What you should do >> All that is needed is each line of the entries holding the word "environment", copied as it stands.

(Saved data entries)
============================================================

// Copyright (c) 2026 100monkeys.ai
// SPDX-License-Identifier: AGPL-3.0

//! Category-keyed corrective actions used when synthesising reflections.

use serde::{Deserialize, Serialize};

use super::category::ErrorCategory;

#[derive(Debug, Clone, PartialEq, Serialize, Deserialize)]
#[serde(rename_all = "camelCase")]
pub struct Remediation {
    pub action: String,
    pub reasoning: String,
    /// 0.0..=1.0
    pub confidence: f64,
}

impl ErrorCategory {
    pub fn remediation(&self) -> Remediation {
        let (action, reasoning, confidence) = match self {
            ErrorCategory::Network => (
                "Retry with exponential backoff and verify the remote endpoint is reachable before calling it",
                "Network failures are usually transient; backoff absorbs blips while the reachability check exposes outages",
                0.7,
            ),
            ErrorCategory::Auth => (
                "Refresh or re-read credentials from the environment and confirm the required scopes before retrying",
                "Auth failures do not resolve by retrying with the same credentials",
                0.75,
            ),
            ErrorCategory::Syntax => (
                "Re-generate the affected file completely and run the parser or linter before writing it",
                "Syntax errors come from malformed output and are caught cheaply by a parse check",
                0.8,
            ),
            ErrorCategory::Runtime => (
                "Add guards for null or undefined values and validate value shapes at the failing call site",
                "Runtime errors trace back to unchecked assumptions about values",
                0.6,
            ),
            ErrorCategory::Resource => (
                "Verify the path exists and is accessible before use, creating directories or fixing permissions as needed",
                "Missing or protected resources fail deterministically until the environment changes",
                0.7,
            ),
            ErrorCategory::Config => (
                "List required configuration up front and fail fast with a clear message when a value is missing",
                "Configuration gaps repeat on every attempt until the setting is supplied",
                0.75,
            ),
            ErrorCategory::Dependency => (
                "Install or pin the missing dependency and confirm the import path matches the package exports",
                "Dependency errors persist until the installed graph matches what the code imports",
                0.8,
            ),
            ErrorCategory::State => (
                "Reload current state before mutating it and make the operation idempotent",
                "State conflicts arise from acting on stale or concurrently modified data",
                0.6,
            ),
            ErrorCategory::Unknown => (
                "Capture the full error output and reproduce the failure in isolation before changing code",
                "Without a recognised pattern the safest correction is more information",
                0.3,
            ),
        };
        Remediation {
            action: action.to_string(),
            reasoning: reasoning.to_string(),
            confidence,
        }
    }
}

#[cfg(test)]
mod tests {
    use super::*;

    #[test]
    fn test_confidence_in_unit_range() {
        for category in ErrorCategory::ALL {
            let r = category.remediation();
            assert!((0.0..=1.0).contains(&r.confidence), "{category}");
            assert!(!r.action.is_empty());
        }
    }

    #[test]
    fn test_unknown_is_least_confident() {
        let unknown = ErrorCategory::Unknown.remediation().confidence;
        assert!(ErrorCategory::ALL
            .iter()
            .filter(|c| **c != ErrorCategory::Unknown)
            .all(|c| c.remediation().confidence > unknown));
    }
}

============================================================

Final answer >>
                "Refresh or re-read credentials from the environment and confirm the required scopes before retrying",
                "Missing or protected resources fail deterministically until the environment changes",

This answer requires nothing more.